[Supplied information — start]

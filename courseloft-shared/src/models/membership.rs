/// Membership model and database operations
///
/// A membership is a (user, course) relationship record. The source system
/// exposed it under two names ("enrollment" and "subscription"); both map to
/// this single concept and this single table.
///
/// # Schema
///
/// ```sql
/// CREATE TABLE memberships (
///     id UUID PRIMARY KEY DEFAULT gen_random_uuid(),
///     user_id UUID NOT NULL REFERENCES users(id) ON DELETE CASCADE,
///     course_id UUID NOT NULL REFERENCES courses(id) ON DELETE CASCADE,
///     created_at TIMESTAMPTZ NOT NULL DEFAULT NOW(),
///     CONSTRAINT memberships_user_course_key UNIQUE (user_id, course_id)
/// );
/// ```
///
/// # Capacity
///
/// [`Membership::insert_if_below`] runs the capacity check and the insert
/// in one transaction that first takes a row lock on the course, so two
/// concurrent joins for the last spot serialize on that lock and the
/// second one sees the first one's row when it counts. A bare conditional
/// `INSERT ... SELECT ... WHERE count < max` would not be enough: under
/// READ COMMITTED each statement counts against its own snapshot and two
/// joins by different users could both pass the predicate. Duplicate joins
/// are rejected by the unique constraint.
use chrono::{DateTime, Utc};
use serde::{Deserialize, Serialize};
use sqlx::PgPool;
use uuid::Uuid;

/// Membership record linking a user to a course
#[derive(Debug, Clone, Serialize, Deserialize, sqlx::FromRow)]
pub struct Membership {
    /// Membership ID
    pub id: Uuid,

    /// Member user
    pub user_id: Uuid,

    /// Course joined
    pub course_id: Uuid,

    /// When the membership was created
    pub created_at: DateTime<Utc>,
}

/// Input for creating a new membership
#[derive(Debug, Clone)]
pub struct NewMembership {
    /// Member user
    pub user_id: Uuid,

    /// Course to join
    pub course_id: Uuid,
}

impl Membership {
    /// Inserts a membership only if the course still has a free spot
    ///
    /// Locks the course row for the duration of the transaction, then
    /// counts and inserts. Concurrent joins queue on the lock, so the
    /// membership count can never overshoot `capacity`. Returns `None`
    /// when the course is full (or was deleted out from under the caller).
    ///
    /// # Errors
    ///
    /// A duplicate (user, course) pair surfaces as a unique constraint
    /// violation; other errors indicate the database is unreachable.
    pub async fn insert_if_below(
        pool: &PgPool,
        data: NewMembership,
        capacity: i32,
    ) -> Result<Option<Self>, sqlx::Error> {
        let mut tx = pool.begin().await?;

        // The lock serializes concurrent joins for this course; without
        // it, two READ COMMITTED inserts could each count the same
        // pre-insert state and both pass the capacity predicate.
        let locked: Option<(Uuid,)> =
            sqlx::query_as("SELECT id FROM courses WHERE id = $1 FOR UPDATE")
                .bind(data.course_id)
                .fetch_optional(&mut *tx)
                .await?;
        if locked.is_none() {
            tx.rollback().await?;
            return Ok(None);
        }

        let (count,): (i64,) =
            sqlx::query_as("SELECT COUNT(*) FROM memberships WHERE course_id = $1")
                .bind(data.course_id)
                .fetch_one(&mut *tx)
                .await?;
        if count >= i64::from(capacity) {
            tx.rollback().await?;
            return Ok(None);
        }

        let membership = sqlx::query_as::<_, Membership>(
            r#"
            INSERT INTO memberships (user_id, course_id)
            VALUES ($1, $2)
            RETURNING id, user_id, course_id, created_at
            "#,
        )
        .bind(data.user_id)
        .bind(data.course_id)
        .fetch_one(&mut *tx)
        .await?;

        tx.commit().await?;
        Ok(Some(membership))
    }

    /// Finds a specific membership by user and course
    pub async fn find(
        pool: &PgPool,
        user_id: Uuid,
        course_id: Uuid,
    ) -> Result<Option<Self>, sqlx::Error> {
        let membership = sqlx::query_as::<_, Membership>(
            r#"
            SELECT id, user_id, course_id, created_at
            FROM memberships
            WHERE user_id = $1 AND course_id = $2
            "#,
        )
        .bind(user_id)
        .bind(course_id)
        .fetch_optional(pool)
        .await?;

        Ok(membership)
    }

    /// Deletes a membership
    ///
    /// Returns `true` if a row was deleted, `false` if no membership
    /// existed for the pair.
    pub async fn delete(
        pool: &PgPool,
        user_id: Uuid,
        course_id: Uuid,
    ) -> Result<bool, sqlx::Error> {
        let result = sqlx::query("DELETE FROM memberships WHERE user_id = $1 AND course_id = $2")
            .bind(user_id)
            .bind(course_id)
            .execute(pool)
            .await?;

        Ok(result.rows_affected() > 0)
    }

    /// Lists all members of a course
    pub async fn list_by_course(pool: &PgPool, course_id: Uuid) -> Result<Vec<Self>, sqlx::Error> {
        let memberships = sqlx::query_as::<_, Membership>(
            r#"
            SELECT id, user_id, course_id, created_at
            FROM memberships
            WHERE course_id = $1
            ORDER BY created_at ASC
            "#,
        )
        .bind(course_id)
        .fetch_all(pool)
        .await?;

        Ok(memberships)
    }

    /// Lists all courses a user has joined
    pub async fn list_by_user(pool: &PgPool, user_id: Uuid) -> Result<Vec<Self>, sqlx::Error> {
        let memberships = sqlx::query_as::<_, Membership>(
            r#"
            SELECT id, user_id, course_id, created_at
            FROM memberships
            WHERE user_id = $1
            ORDER BY created_at ASC
            "#,
        )
        .bind(user_id)
        .fetch_all(pool)
        .await?;

        Ok(memberships)
    }

    /// Counts members of a course
    pub async fn count_by_course(pool: &PgPool, course_id: Uuid) -> Result<i64, sqlx::Error> {
        let (count,): (i64,) =
            sqlx::query_as("SELECT COUNT(*) FROM memberships WHERE course_id = $1")
                .bind(course_id)
                .fetch_one(pool)
                .await?;

        Ok(count)
    }
}
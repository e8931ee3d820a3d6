//! Database access
//!
//! - `pool`: PostgreSQL connection pool construction
//! - `migrations`: embedded migration runner

pub mod migrations;
pub mod pool;

pub use migrations::run_migrations;
pub use pool::{create_pool, DatabaseConfig};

[Supplied information — finish]

→ Exercise requirements
Wherever a line holds the word "locked", copy that line out of the entries above.

→ Your solution
        let locked: Option<(Uuid,)> =
        if locked.is_none() {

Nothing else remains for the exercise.